— Provided records —
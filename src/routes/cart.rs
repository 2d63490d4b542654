use axum::{
    Json, Router,
    extract::{Path, State},
    routing::{get, put},
};

use crate::{
    dto::cart::{AddToCartRequest, CartSummary, UpdateQuantityRequest},
    error::AppResult,
    response::ApiResponse,
    services::cart_service,
    state::AppState,
};

pub fn router() -> Router<AppState> {
    Router::new()
        .route("/", get(cart_list).post(add_to_cart).delete(clear_cart))
        .route("/{product_id}", put(update_quantity).delete(remove_from_cart))
}

#[utoipa::path(
    get,
    path = "/api/cart",
    responses(
        (status = 200, description = "Cart lines with totals", body = ApiResponse<CartSummary>)
    ),
    tag = "Cart"
)]
pub async fn cart_list(State(state): State<AppState>) -> AppResult<Json<ApiResponse<CartSummary>>> {
    Ok(Json(cart_service::get_cart(&state).await?))
}

#[utoipa::path(
    post,
    path = "/api/cart",
    request_body = AddToCartRequest,
    responses(
        (status = 200, description = "Add a product or increase its quantity", body = ApiResponse<CartSummary>),
        (status = 400, description = "Bad request"),
    ),
    tag = "Cart"
)]
pub async fn add_to_cart(
    State(state): State<AppState>,
    Json(payload): Json<AddToCartRequest>,
) -> AppResult<Json<ApiResponse<CartSummary>>> {
    Ok(Json(cart_service::add_to_cart(&state, payload).await?))
}

#[utoipa::path(
    put,
    path = "/api/cart/{product_id}",
    params(
        ("product_id" = String, Path, description = "Product ID")
    ),
    request_body = UpdateQuantityRequest,
    responses(
        (status = 200, description = "Quantity replaced", body = ApiResponse<CartSummary>),
        (status = 400, description = "Quantity below 1"),
        (status = 404, description = "Product not in cart"),
    ),
    tag = "Cart"
)]
pub async fn update_quantity(
    State(state): State<AppState>,
    Path(product_id): Path<String>,
    Json(payload): Json<UpdateQuantityRequest>,
) -> AppResult<Json<ApiResponse<CartSummary>>> {
    Ok(Json(
        cart_service::update_quantity(&state, &product_id, payload).await?,
    ))
}

#[utoipa::path(
    delete,
    path = "/api/cart/{product_id}",
    params(
        ("product_id" = String, Path, description = "Product ID")
    ),
    responses(
        (status = 200, description = "Line removed, or nothing to remove", body = ApiResponse<CartSummary>),
    ),
    tag = "Cart"
)]
pub async fn remove_from_cart(
    State(state): State<AppState>,
    Path(product_id): Path<String>,
) -> AppResult<Json<ApiResponse<CartSummary>>> {
    Ok(Json(
        cart_service::remove_from_cart(&state, &product_id).await?,
    ))
}

#[utoipa::path(
    delete,
    path = "/api/cart",
    responses(
        (status = 200, description = "Cart emptied", body = ApiResponse<CartSummary>),
    ),
    tag = "Cart"
)]
pub async fn clear_cart(State(state): State<AppState>) -> AppResult<Json<ApiResponse<CartSummary>>> {
    Ok(Json(cart_service::clear_cart(&state).await?))
}
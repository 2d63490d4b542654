use axum::{Json, Router, extract::State, routing::get};

use crate::{
    dto::profile::{ProfileView, UpdateProfileRequest},
    error::AppResult,
    middleware::auth::CurrentUser,
    models::User,
    response::ApiResponse,
    services::profile_service,
    state::AppState,
};

pub fn router() -> Router<AppState> {
    Router::new().route("/", get(get_profile).put(update_profile))
}

#[utoipa::path(
    get,
    path = "/api/profile",
    responses(
        (status = 200, description = "Profile with listing stats", body = ApiResponse<ProfileView>),
        (status = 401, description = "Not signed in"),
    ),
    tag = "Profile"
)]
pub async fn get_profile(
    State(state): State<AppState>,
    CurrentUser(user): CurrentUser,
) -> AppResult<Json<ApiResponse<ProfileView>>> {
    Ok(Json(profile_service::get_profile(&state, user).await?))
}

#[utoipa::path(
    put,
    path = "/api/profile",
    request_body = UpdateProfileRequest,
    responses(
        (status = 200, description = "Profile saved", body = ApiResponse<User>),
        (status = 400, description = "Missing name or invalid email"),
        (status = 401, description = "Not signed in"),
    ),
    tag = "Profile"
)]
pub async fn update_profile(
    State(state): State<AppState>,
    CurrentUser(user): CurrentUser,
    Json(payload): Json<UpdateProfileRequest>,
) -> AppResult<Json<ApiResponse<User>>> {
    Ok(Json(
        profile_service::update_profile(&state, &user, payload).await?,
    ))
}
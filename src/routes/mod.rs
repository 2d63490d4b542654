use axum::Router;

use crate::state::AppState;

pub mod auth;
pub mod cart;
pub mod categories;
pub mod doc;
pub mod health;
pub mod listings;
pub mod params;
pub mod products;
pub mod profile;

// Build the API router without binding state; it will be provided at the top level.
pub fn create_api_router() -> Router<AppState> {
    Router::new()
        .nest("/products", products::router())
        .nest("/categories", categories::router())
        .nest("/cart", cart::router())
        .nest("/auth", auth::router())
        .nest("/listings", listings::router())
        .nest("/profile", profile::router())
}
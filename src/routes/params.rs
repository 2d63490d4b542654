use rust_decimal::Decimal;
use serde::Deserialize;
use utoipa::{IntoParams, ToSchema};

use crate::{
    catalog::ProductFilter,
    error::{AppError, AppResult},
};

#[derive(Debug, Default, Deserialize, ToSchema, IntoParams)]
#[into_params(parameter_in = Query)]
pub struct ProductQuery {
    /// Case-insensitive match against name or description, ignoring
    /// surrounding whitespace. Blank means no search.
    pub search: Option<String>,
    pub category: Option<String>,
    pub min_price: Option<Decimal>,
    pub max_price: Option<Decimal>,
    /// When true, products with no stock are left out.
    pub in_stock: Option<bool>,
}

impl ProductQuery {
    pub fn into_filter(self) -> AppResult<ProductFilter> {
        let min_price = self.min_price.unwrap_or(Decimal::ZERO);
        if let Some(max) = self.max_price {
            if min_price > max {
                return Err(AppError::bad_request(
                    "min_price must not be greater than max_price",
                ));
            }
        }

        Ok(ProductFilter {
            category: self.category.filter(|c| !c.trim().is_empty()),
            search: self.search.filter(|s| !s.trim().is_empty()),
            min_price,
            max_price: self.max_price,
            in_stock: self.in_stock.unwrap_or(false),
        })
    }
}
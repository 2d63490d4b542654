use rust_decimal::Decimal;

use crate::models::{CartLine, Product};

/// Session cart held in memory only.
///
/// Lines keep insertion order and there is at most one line per product id.
/// Totals are derived on every call, never cached.
#[derive(Debug, Clone, Default)]
pub struct Cart {
    lines: Vec<CartLine>,
}

impl Cart {
    pub fn new() -> Self {
        Self::default()
    }

    pub fn lines(&self) -> &[CartLine] {
        &self.lines
    }

    pub fn is_empty(&self) -> bool {
        self.lines.is_empty()
    }

    pub fn line(&self, product_id: &str) -> Option<&CartLine> {
        self.lines.iter().find(|l| l.product.id == product_id)
    }

    /// Merges into the existing line for the product, or appends a new one.
    /// Stock is not checked here. A zero quantity changes nothing.
    pub fn add_to_cart(&mut self, product: Product, quantity: u32) {
        if quantity == 0 {
            return;
        }
        match self.lines.iter_mut().find(|l| l.product.id == product.id) {
            Some(line) => line.quantity = line.quantity.saturating_add(quantity),
            None => self.lines.push(CartLine { product, quantity }),
        }
    }

    /// Returns whether a line was removed.
    pub fn remove_from_cart(&mut self, product_id: &str) -> bool {
        let before = self.lines.len();
        self.lines.retain(|l| l.product.id != product_id);
        self.lines.len() != before
    }

    /// Sets the quantity of an existing line; zero drops the line.
    /// Returns whether a line matched.
    pub fn update_quantity(&mut self, product_id: &str, quantity: u32) -> bool {
        if quantity == 0 {
            return self.remove_from_cart(product_id);
        }
        match self.lines.iter_mut().find(|l| l.product.id == product_id) {
            Some(line) => {
                line.quantity = quantity;
                true
            }
            None => false,
        }
    }

    pub fn clear(&mut self) {
        self.lines.clear();
    }

    pub fn total_items(&self) -> u64 {
        self.lines.iter().map(|l| u64::from(l.quantity)).sum()
    }

    pub fn subtotal(&self) -> Decimal {
        self.lines.iter().map(CartLine::line_total).sum()
    }
}
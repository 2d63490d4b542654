use axum::{
    http::StatusCode,
    response::{IntoResponse, Response},
};
use serde::Serialize;
use thiserror::Error;

use crate::response::{ApiResponse, Meta};
use crate::store::StoreError;

#[derive(Debug, Error)]
pub enum AppError {
    #[error("Not Found")]
    NotFound,

    #[error("Bad Request {0}")]
    BadRequest(String),

    #[error("Please log in to continue")]
    Unauthorized,

    #[error("Storage error")]
    Store(#[from] StoreError),

    #[error("Internal Server Error")]
    Internal(#[from] anyhow::Error),
}

impl AppError {
    pub fn bad_request(message: impl Into<String>) -> Self {
        AppError::BadRequest(message.into())
    }
}

#[derive(Serialize)]
struct ErrorData {
    error: String,
}

impl IntoResponse for AppError {
    fn into_response(self) -> Response {
        let status = match &self {
            AppError::NotFound => StatusCode::NOT_FOUND,
            AppError::BadRequest(_) => StatusCode::BAD_REQUEST,
            AppError::Unauthorized => StatusCode::UNAUTHORIZED,
            AppError::Store(err) => {
                tracing::error!(error = %err, "storage failure");
                StatusCode::INTERNAL_SERVER_ERROR
            }
            AppError::Internal(err) => {
                tracing::error!(error = %err, "internal failure");
                StatusCode::INTERNAL_SERVER_ERROR
            }
        };

        let body = ApiResponse {
            message: self.to_string(),
            data: Some(ErrorData {
                error: self.to_string(),
            }),
            meta: Some(Meta::empty()),
        };

        (status, axum::Json(body)).into_response()
    }
}

pub type AppResult<T> = Result<T, AppError>;
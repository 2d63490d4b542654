pub mod auth;
pub mod cart;
pub mod listings;
pub mod products;
pub mod profile;
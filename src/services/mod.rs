pub mod auth_service;
pub mod cart_service;
pub mod listing_service;
pub mod product_service;
pub mod profile_service;
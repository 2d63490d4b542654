use axum::{
    Json, Router,
    extract::{Path, Query, State},
    routing::get,
};

use crate::{
    dto::products::{ProductDetail, ProductList},
    error::AppResult,
    response::ApiResponse,
    routes::params::ProductQuery,
    services::product_service,
    state::AppState,
};

pub fn router() -> Router<AppState> {
    Router::new()
        .route("/", get(list_products))
        .route("/{id}", get(get_product))
}

#[utoipa::path(
    get,
    path = "/api/products",
    params(ProductQuery),
    responses(
        (status = 200, description = "Filtered product catalog", body = ApiResponse<ProductList>),
        (status = 400, description = "Invalid price range"),
    ),
    tag = "Products"
)]
pub async fn list_products(
    State(state): State<AppState>,
    Query(query): Query<ProductQuery>,
) -> AppResult<Json<ApiResponse<ProductList>>> {
    let resp = product_service::list_products(&state, query).await?;
    Ok(Json(resp))
}

#[utoipa::path(
    get,
    path = "/api/products/{id}",
    params(
        ("id" = String, Path, description = "Product ID")
    ),
    responses(
        (status = 200, description = "Product with related products", body = ApiResponse<ProductDetail>),
        (status = 404, description = "Product not found"),
    ),
    tag = "Products"
)]
pub async fn get_product(
    Path(id): Path<String>,
    State(state): State<AppState>,
) -> AppResult<Json<ApiResponse<ProductDetail>>> {
    let resp = product_service::get_product(&state, &id).await?;
    Ok(Json(resp))
}
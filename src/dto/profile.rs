use rust_decimal::Decimal;
use serde::{Deserialize, Serialize};
use utoipa::ToSchema;

use crate::models::{CropListing, User};

#[derive(Debug, Deserialize, ToSchema)]
pub struct UpdateProfileRequest {
    pub name: String,
    pub email: String,
    pub phone: Option<String>,
    pub address: Option<String>,
}

#[derive(Debug, Clone, PartialEq, Serialize, ToSchema)]
pub struct ListingStats {
    pub total_listings: usize,
    pub total_quantity: u64,
    pub total_value: Decimal,
    pub average_price: Decimal,
}

impl ListingStats {
    /// Returns `None` when a total does not fit a `Decimal`.
    pub fn from_listings(listings: &[CropListing]) -> Option<Self> {
        let total_listings = listings.len();
        let total_quantity = listings.iter().map(|l| u64::from(l.quantity)).sum();

        let mut total_value = Decimal::ZERO;
        let mut price_sum = Decimal::ZERO;
        for listing in listings {
            total_value = total_value.checked_add(listing.value()?)?;
            price_sum = price_sum.checked_add(listing.price)?;
        }

        let average_price = if total_listings == 0 {
            Decimal::ZERO
        } else {
            price_sum
                .checked_div(Decimal::from(total_listings))?
                .round_dp(2)
        };
        Some(Self {
            total_listings,
            total_quantity,
            total_value,
            average_price,
        })
    }
}

#[derive(Debug, Serialize, ToSchema)]
pub struct ProfileView {
    pub user: User,
    pub stats: ListingStats,
    pub listings: Vec<CropListing>,
}
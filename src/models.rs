use chrono::{DateTime, NaiveDate, Utc};
use rust_decimal::Decimal;
use serde::{Deserialize, Serialize};
use utoipa::ToSchema;
use uuid::Uuid;

#[derive(Debug, Clone, Copy, PartialEq, Eq, Hash, Serialize, Deserialize, ToSchema)]
#[serde(rename_all = "lowercase")]
pub enum Category {
    Seeds,
    Fertilizers,
    Pesticides,
    Insecticides,
    Other,
}

impl Category {
    pub const ALL: [Category; 5] = [
        Category::Seeds,
        Category::Fertilizers,
        Category::Pesticides,
        Category::Insecticides,
        Category::Other,
    ];

    pub fn as_str(&self) -> &'static str {
        match self {
            Category::Seeds => "seeds",
            Category::Fertilizers => "fertilizers",
            Category::Pesticides => "pesticides",
            Category::Insecticides => "insecticides",
            Category::Other => "other",
        }
    }

    pub fn title(&self) -> &'static str {
        match self {
            Category::Seeds => "Seeds",
            Category::Fertilizers => "Fertilizers",
            Category::Pesticides => "Pesticides",
            Category::Insecticides => "Insecticides",
            Category::Other => "Products",
        }
    }

    pub fn description(&self) -> &'static str {
        match self {
            Category::Seeds => {
                "High-quality seeds for various crops to ensure a successful harvest."
            }
            Category::Fertilizers => {
                "Boost your crop yield with our range of organic and chemical fertilizers."
            }
            Category::Pesticides => {
                "Protect your crops from pests with our effective pesticide solutions."
            }
            Category::Insecticides => {
                "Control insect infestations with our range of safe and effective insecticides."
            }
            Category::Other => "Browse all our products",
        }
    }

    /// Case-insensitive lookup by name.
    pub fn parse(name: &str) -> Option<Self> {
        Self::ALL
            .into_iter()
            .find(|c| c.as_str().eq_ignore_ascii_case(name.trim()))
    }
}

#[derive(Debug, Clone, PartialEq, Serialize, Deserialize, ToSchema)]
pub struct Product {
    pub id: String,
    pub name: String,
    pub description: String,
    pub price: Decimal,
    pub category: Category,
    pub image_url: String,
    pub stock: u32,
    pub rating: Option<f32>,
    pub reviews: Option<u32>,
}

impl Product {
    pub fn in_stock(&self) -> bool {
        self.stock > 0
    }
}

#[derive(Debug, Clone, PartialEq, Serialize, Deserialize, ToSchema)]
pub struct CartLine {
    pub product: Product,
    pub quantity: u32,
}

impl CartLine {
    pub fn line_total(&self) -> Decimal {
        self.product.price * Decimal::from(self.quantity)
    }
}

#[derive(Debug, Clone, PartialEq, Eq, Serialize, Deserialize, ToSchema)]
pub struct User {
    pub id: Uuid,
    pub name: String,
    pub email: String,
    pub phone: Option<String>,
    pub address: Option<String>,
}

#[derive(Debug, Clone, Copy, PartialEq, Eq, Default, Serialize, Deserialize, ToSchema)]
#[serde(rename_all = "lowercase")]
pub enum ListingStatus {
    #[default]
    Active,
    Sold,
    /// Declared for stored data compatibility; nothing transitions into it.
    Expired,
}

#[derive(Debug, Clone, PartialEq, Serialize, Deserialize, ToSchema)]
pub struct CropListing {
    pub id: Uuid,
    pub name: String,
    pub description: String,
    pub quantity: u32,
    pub price: Decimal,
    pub category: String,
    pub harvest_date: NaiveDate,
    pub quality: String,
    pub photos: Vec<String>,
    pub seller_id: Uuid,
    pub seller_name: String,
    pub location: String,
    pub date_added: DateTime<Utc>,
    #[serde(default)]
    pub status: ListingStatus,
    pub sold_units: Option<u32>,
    pub revenue: Option<Decimal>,
}

impl CropListing {
    /// `price × quantity`, or `None` when it does not fit a `Decimal`.
    pub fn value(&self) -> Option<Decimal> {
        self.price.checked_mul(Decimal::from(self.quantity))
    }
}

— Problem —
In the data above, find each line where the string "removed" appears, then copy it.

— Task solution —
        (status = 200, description = "Line removed, or nothing to remove", body = ApiResponse<CartSummary>),
    /// Returns whether a line was removed.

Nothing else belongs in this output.